The European aerospace group told the FT: “EADS has not been contacted by the FBI or any other US agency in relation to GPT.”
The US interest comes even though the UK Serious Fraud Office is already investigating the matter.
In 2006, in a case involving separate allegations against the UK defence group BAE Systems, Tony Blair, prime minister at the time, intervened to stop an SFO investigation on national security grounds. Citing economic and diplomatic interests, Blair quashed an inquiry into whether BAE, Europe’s largest defence contractor, bribed Saudi officials in the hopes of winning the £43 billion Al Yamamah fighter contract.
The decision caused deep consternation, especially within the SFO, among anti-arms trade campaign groups and UK lawmakers.
A whistleblower passed some of the evidence quashed by Blair to the FBI and the US Department of Justice then took up the case.
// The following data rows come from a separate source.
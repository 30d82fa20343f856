// Copyright (C) 2026 Michael Wilson <mike@mdwn.dev>
//
// This program is free software: you can redistribute it and/or modify it under
// the terms of the GNU General Public License as published by the Free Software
// Foundation, version 3.
//
// This program is distributed in the hope that it will be useful, but WITHOUT
// ANY WARRANTY; without even the implied warranty of MERCHANTABILITY or FITNESS
// FOR A PARTICULAR PURPOSE. See the GNU General Public License for more details.
//
// You should have received a copy of the GNU General Public License along with
// this program. If not, see <https://www.gnu.org/licenses/>.
//
use std::sync::Arc;
use std::time::Duration;

use tokio::sync::watch;
use tracing::{debug, info, span, warn, Level, Span};

use crate::audio::{self, AudioError, ContextState};
use crate::config::{self, StageConfig};
use crate::pattern::{Pattern, PatternKey};
use crate::playsync::CancelHandle;
use crate::stage::{self, StageView};
use crate::synth::Pluck;

use self::performance::Performance;
use self::plan::PerformancePlan;

mod performance;
pub mod plan;
#[cfg(test)]
mod tests;

/// What a call to `perform` set in motion.
#[derive(Debug, Clone, Copy, PartialEq)]
pub struct PerformanceSummary {
    pub pattern: PatternKey,
    pub notes: usize,
    /// Spacing between notes.
    pub step: Duration,
    /// How long the stage stays marked as performing.
    pub duration: Duration,
    /// False when the audio context was unavailable and only the highlights run.
    pub audible: bool,
}

/// Turns the selected pattern into plucks on the audio clock and highlight pulses on the
/// stage view. Owns the audio context and at most one live performance.
pub struct Scheduler {
    /// How to open the audio context.
    audio: config::Audio,
    /// The audio context, opened on first use and reused across performances.
    device: Option<Arc<dyn audio::Device>>,
    /// The pattern the next performance will play.
    selected: PatternKey,
    /// The current or most recent performance.
    performance: Option<Performance>,
    /// Publishes the stage view to the presentation layer.
    view: Arc<watch::Sender<StageView>>,
    /// The logging span.
    span: Span,
}

impl Scheduler {
    /// Creates a scheduler. Nothing is opened until the first performance.
    pub fn new(audio: config::Audio) -> Scheduler {
        let (view, _) = watch::channel(StageView::default());
        Scheduler {
            audio,
            device: None,
            selected: PatternKey::default(),
            performance: None,
            view: Arc::new(view),
            span: span!(Level::INFO, "scheduler"),
        }
    }

    /// Creates a scheduler from a stage configuration, starting on its configured pattern.
    pub fn from_config(config: &StageConfig) -> Scheduler {
        let mut scheduler = Scheduler::new(config.audio().clone());
        if let Some(key) = config.pattern() {
            scheduler.selected = key;
        }
        scheduler
    }

    /// Selects the pattern for the next performance. A running performance keeps playing;
    /// a finished one is discarded.
    pub fn select_pattern(&mut self, key: PatternKey) {
        let span = self.span.clone();
        let _enter = span.enter();

        debug!(pattern = key.name(), "Selected pattern.");
        self.selected = key;
        if !self.is_performing() {
            self.performance = None;
        }
    }

    pub fn selected_pattern(&self) -> PatternKey {
        self.selected
    }

    /// The pattern the next performance will play.
    pub fn pattern(&self) -> &'static Pattern {
        self.selected.pattern()
    }

    /// Opens the audio context if needed and makes sure it is running. A context that can't
    /// be resumed is released, so the next call starts over.
    pub fn open(&mut self) -> Result<(), AudioError> {
        if self
            .device
            .as_ref()
            .is_some_and(|device| device.state() == ContextState::Closed)
        {
            self.device = None;
        }

        let device = match &self.device {
            Some(device) => device.clone(),
            None => {
                let device = audio::get_device(&self.audio)?;
                info!(device = device.to_string(), "Opened audio context.");
                self.device = Some(device.clone());
                device
            }
        };

        if device.state() == ContextState::Suspended {
            if let Err(e) = device.resume() {
                self.device = None;
                if let Err(close_err) = device.close() {
                    debug!(err = close_err.to_string(), "Error closing unusable context.");
                }
                return Err(e);
            }
        }
        Ok(())
    }

    /// Plays the selected pattern, cancelling whatever was playing before. Returns at once;
    /// the work runs on the audio clock and on tokio timers. Must be called within a tokio
    /// runtime.
    pub fn perform(&mut self) -> PerformanceSummary {
        let span = self.span.clone();
        let _enter = span.enter();

        self.cancel_performance();

        let device = match self.open() {
            Ok(()) => self.device.clone(),
            Err(e) => {
                warn!(
                    err = e.to_string(),
                    "Audio is unavailable, performing without sound."
                );
                None
            }
        };

        let key = self.selected;
        let plan = PerformancePlan::new(key.pattern());
        let cancel_handle = CancelHandle::new();
        let mut performance = Performance::new(key, cancel_handle.clone(), device.clone());

        if let Some(device) = device.as_ref() {
            let start_at = device.current_time();
            for note in plan.notes() {
                let pluck = Pluck::new(note.frequency, note.accent, device.sample_rate());
                match device.schedule_pluck(pluck, start_at + note.offset, cancel_handle.clone())
                {
                    Ok(source_id) => performance.add_source(source_id),
                    Err(e) => warn!(
                        err = e.to_string(),
                        note = note.index,
                        "Unable to schedule pluck."
                    ),
                }
            }
        }

        stage::start(&self.view);
        for note in plan.notes() {
            performance.add_timer(tokio::spawn(highlight_pulse(
                self.view.clone(),
                note.string_index,
                note.delay(),
                plan.release(),
            )));
        }
        performance.add_timer(tokio::spawn(reset_stage(self.view.clone(), plan.total())));

        let summary = PerformanceSummary {
            pattern: key,
            notes: plan.notes().len(),
            step: plan.step(),
            duration: plan.total(),
            audible: performance.num_sources() > 0,
        };
        info!(
            pattern = key.name(),
            notes = summary.notes,
            step_ms = plan.step_seconds() * 1000.0,
            audible = summary.audible,
            "Performance started."
        );

        self.performance = Some(performance);
        summary
    }

    /// Cancels everything, closes the audio context and resets the stage. Safe to call at any
    /// time, any number of times.
    pub fn teardown(&mut self) {
        let span = self.span.clone();
        let _enter = span.enter();

        self.cancel_performance();
        if let Some(device) = self.device.take() {
            match device.close() {
                Ok(()) => info!("Closed audio context."),
                Err(e) => debug!(err = e.to_string(), "Ignoring error closing audio context."),
            }
        }
        stage::reset(&self.view);
    }

    /// Cancels the current performance, if any, and clears its highlights.
    fn cancel_performance(&mut self) {
        if let Some(mut performance) = self.performance.take() {
            if performance.pending_timers() > 0 {
                info!(pattern = performance.key().name(), "Cancelling performance.");
            }
            performance.cancel();
            stage::reset(&self.view);
        }
    }

    /// The current stage view.
    pub fn view(&self) -> StageView {
        *self.view.borrow()
    }

    pub fn is_performing(&self) -> bool {
        self.view.borrow().performing
    }

    pub fn active_string(&self) -> Option<usize> {
        self.view.borrow().active_string
    }

    /// Subscribes to stage view changes.
    pub fn subscribe(&self) -> watch::Receiver<StageView> {
        self.view.subscribe()
    }

    /// Timers of the current performance that have not completed.
    pub fn pending_timers(&self) -> usize {
        self.performance
            .as_ref()
            .map(|performance| performance.pending_timers())
            .unwrap_or(0)
    }

    /// Sources waiting on or sounding through the audio context.
    pub fn live_sources(&self) -> usize {
        self.device
            .as_ref()
            .map(|device| device.active_sources())
            .unwrap_or(0)
    }

    #[cfg(test)]
    fn device(&self) -> Option<Arc<dyn audio::Device>> {
        self.device.clone()
    }
}

impl Drop for Scheduler {
    fn drop(&mut self) {
        self.teardown();
    }
}

/// Lights a string when its note sounds and releases it after the highlight time.
async fn highlight_pulse(
    view: Arc<watch::Sender<StageView>>,
    string_index: usize,
    delay: Duration,
    release: Duration,
) {
    tokio::time::sleep(delay).await;
    stage::highlight(&view, string_index);
    tokio::time::sleep(release).await;
    stage::release_highlight(&view, string_index);
}

/// Returns the stage to idle once the performance has had time to ring out.
async fn reset_stage(view: Arc<watch::Sender<StageView>>, after: Duration) {
    tokio::time::sleep(after).await;
    stage::reset(&view);
}
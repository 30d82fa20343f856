// Copyright (C) 2026 Michael Wilson <mike@mdwn.dev>
//
// This program is free software: you can redistribute it and/or modify it under
// the terms of the GNU General Public License as published by the Free Software
// Foundation, version 3.
//
// This program is distributed in the hope that it will be useful, but WITHOUT
// ANY WARRANTY; without even the implied warranty of MERCHANTABILITY or FITNESS
// FOR A PARTICULAR PURPOSE. See the GNU General Public License for more details.
//
// You should have received a copy of the GNU General Public License along with
// this program. If not, see <https://www.gnu.org/licenses/>.
//
//! Plucked-string synthesis.

pub mod envelope;
pub mod filter;
pub mod pluck;

pub use envelope::Envelope;
pub use filter::LowPass;
pub use pluck::Pluck;
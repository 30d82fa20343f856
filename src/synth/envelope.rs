// Copyright (C) 2026 Michael Wilson <mike@mdwn.dev>
//
// This program is free software: you can redistribute it and/or modify it under
// the terms of the GNU General Public License as published by the Free Software
// Foundation, version 3.
//
// This program is distributed in the hope that it will be useful, but WITHOUT
// ANY WARRANTY; without even the implied warranty of MERCHANTABILITY or FITNESS
// FOR A PARTICULAR PURPOSE. See the GNU General Public License for more details.
//
// You should have received a copy of the GNU General Public License along with
// this program. If not, see <https://www.gnu.org/licenses/>.
//

/// Exponential ramps can't reach zero, so the envelope rests here.
pub const FLOOR: f64 = 0.0001;

/// Time to reach the peak, in seconds.
pub const ATTACK: f64 = 0.015;

/// Time at which the decay reaches the floor, in seconds.
pub const DECAY_END: f64 = 1.4;

/// Gain envelope for a pluck: an exponential rise from the floor to the peak,
/// then an exponential fall back to the floor.
#[derive(Debug, Clone, Copy, PartialEq)]
pub struct Envelope {
    peak: f64,
}

impl Envelope {
    pub fn new(peak: f64) -> Self {
        Self {
            peak: peak.max(FLOOR),
        }
    }

    pub fn peak(&self) -> f64 {
        self.peak
    }

    /// Returns the gain at `t` seconds after the pluck starts.
    pub fn gain_at(&self, t: f64) -> f64 {
        if t <= 0.0 {
            FLOOR
        } else if t < ATTACK {
            exponential_ramp(FLOOR, self.peak, t / ATTACK)
        } else if t < DECAY_END {
            exponential_ramp(self.peak, FLOOR, (t - ATTACK) / (DECAY_END - ATTACK))
        } else {
            FLOOR
        }
    }
}

/// Interpolates from `from` to `to` along an exponential curve, `progress` in [0, 1].
fn exponential_ramp(from: f64, to: f64, progress: f64) -> f64 {
    from * (to / from).powf(progress.clamp(0.0, 1.0))
}
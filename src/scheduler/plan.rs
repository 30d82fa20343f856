// Copyright (C) 2026 Michael Wilson <mike@mdwn.dev>
//
// This program is free software: you can redistribute it and/or modify it under
// the terms of the GNU General Public License as published by the Free Software
// Foundation, version 3.
//
// This program is distributed in the hope that it will be useful, but WITHOUT
// ANY WARRANTY; without even the implied warranty of MERCHANTABILITY or FITNESS
// FOR A PARTICULAR PURPOSE. See the GNU General Public License for more details.
//
// You should have received a copy of the GNU General Public License along with
// this program. If not, see <https://www.gnu.org/licenses/>.
//
use std::fmt;
use std::time::Duration;

use crate::pattern::{Pattern, STRINGS};

pub use crate::pattern::SUBDIVISION;

/// The pause between triggering a performance and its first pluck.
pub const LEAD_IN: Duration = Duration::from_millis(50);

/// The share of one step a highlight stays lit.
pub const RELEASE_FRACTION: f64 = 0.7;

/// How long the performance stays marked as running after its last step, to let the final
/// pluck ring out.
pub const TAIL: Duration = Duration::from_millis(1200);

/// One note of a performance, placed in time.
#[derive(Debug, Clone, Copy, PartialEq)]
pub struct PlannedNote {
    /// Position in the pattern.
    pub index: usize,
    pub string_index: usize,
    pub frequency: f64,
    pub accent: bool,
    /// Seconds from the trigger to the pluck.
    pub offset: f64,
}

impl PlannedNote {
    /// The offset as a timer delay.
    pub fn delay(&self) -> Duration {
        Duration::from_secs_f64(self.offset)
    }
}

/// The timing of one performance of a pattern. Computing a plan has no side effects; the
/// scheduler turns it into plucks and timers.
#[derive(Debug, Clone, PartialEq)]
pub struct PerformancePlan {
    step: f64,
    notes: Vec<PlannedNote>,
}

impl PerformancePlan {
    pub fn new(pattern: &Pattern) -> PerformancePlan {
        let step = pattern.step_seconds();
        let lead_in = LEAD_IN.as_secs_f64();
        let notes = pattern
            .sequence
            .iter()
            .enumerate()
            .map(|(index, note)| PlannedNote {
                index,
                string_index: note.string_index,
                frequency: note.frequency,
                accent: note.accent,
                offset: lead_in + index as f64 * step,
            })
            .collect();

        PerformancePlan { step, notes }
    }

    /// Seconds between consecutive notes.
    pub fn step_seconds(&self) -> f64 {
        self.step
    }

    pub fn step(&self) -> Duration {
        Duration::from_secs_f64(self.step)
    }

    /// How long each highlight stays lit.
    pub fn release(&self) -> Duration {
        Duration::from_secs_f64(self.step * RELEASE_FRACTION)
    }

    /// How long the performance is marked as running: every step plus the tail.
    pub fn total(&self) -> Duration {
        Duration::from_secs_f64(self.notes.len() as f64 * self.step) + TAIL
    }

    pub fn notes(&self) -> &[PlannedNote] {
        &self.notes
    }
}

impl fmt::Display for PerformancePlan {
    fn fmt(&self, f: &mut fmt::Formatter<'_>) -> fmt::Result {
        writeln!(f, "  #  string  frequency  accent  at")?;
        for note in &self.notes {
            writeln!(
                f,
                "{:>3}  {:^6}  {:>7.2}Hz  {:^6}  {:>7.1}ms",
                note.index,
                STRINGS[note.string_index].label,
                note.frequency,
                if note.accent { "!" } else { "" },
                note.offset * 1000.0
            )?;
        }
        write!(
            f,
            "step {:.2}ms, highlight {:.2}ms, performing for {:.0}ms",
            self.step * 1000.0,
            self.release().as_secs_f64() * 1000.0,
            self.total().as_secs_f64() * 1000.0
        )
    }
}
In 2010, it found BAE guilty of lying about its payments to middlemen and fined the company $400 million, at that time one of the biggest fines it had levied.
In the EADS case, documents seen by the Financial Times show that GPT made unexplained payments to bank accounts in the Cayman Islands between 2007 and 2010. New anti-bribery laws came into force in the UK in July 2011.
Concern over GPT’s possible wrongdoing were raised in various emails over several years by an executive on the project who eventually moved to a different job within EADS.
A second senior executive got hold of the emails and documents, fled Saudi Arabia and took them to the SFO in early 2011, which began an inquiry.
EADS maintained that its own investigations into the matter yielded no evidence of wrongdoing. The results of these investigations were passed to the SFO.
In the summer of last year the SFO launched a criminal probe.
American authorities have yet to decide whether to do the same.
The FBI and the SFO declined to comment.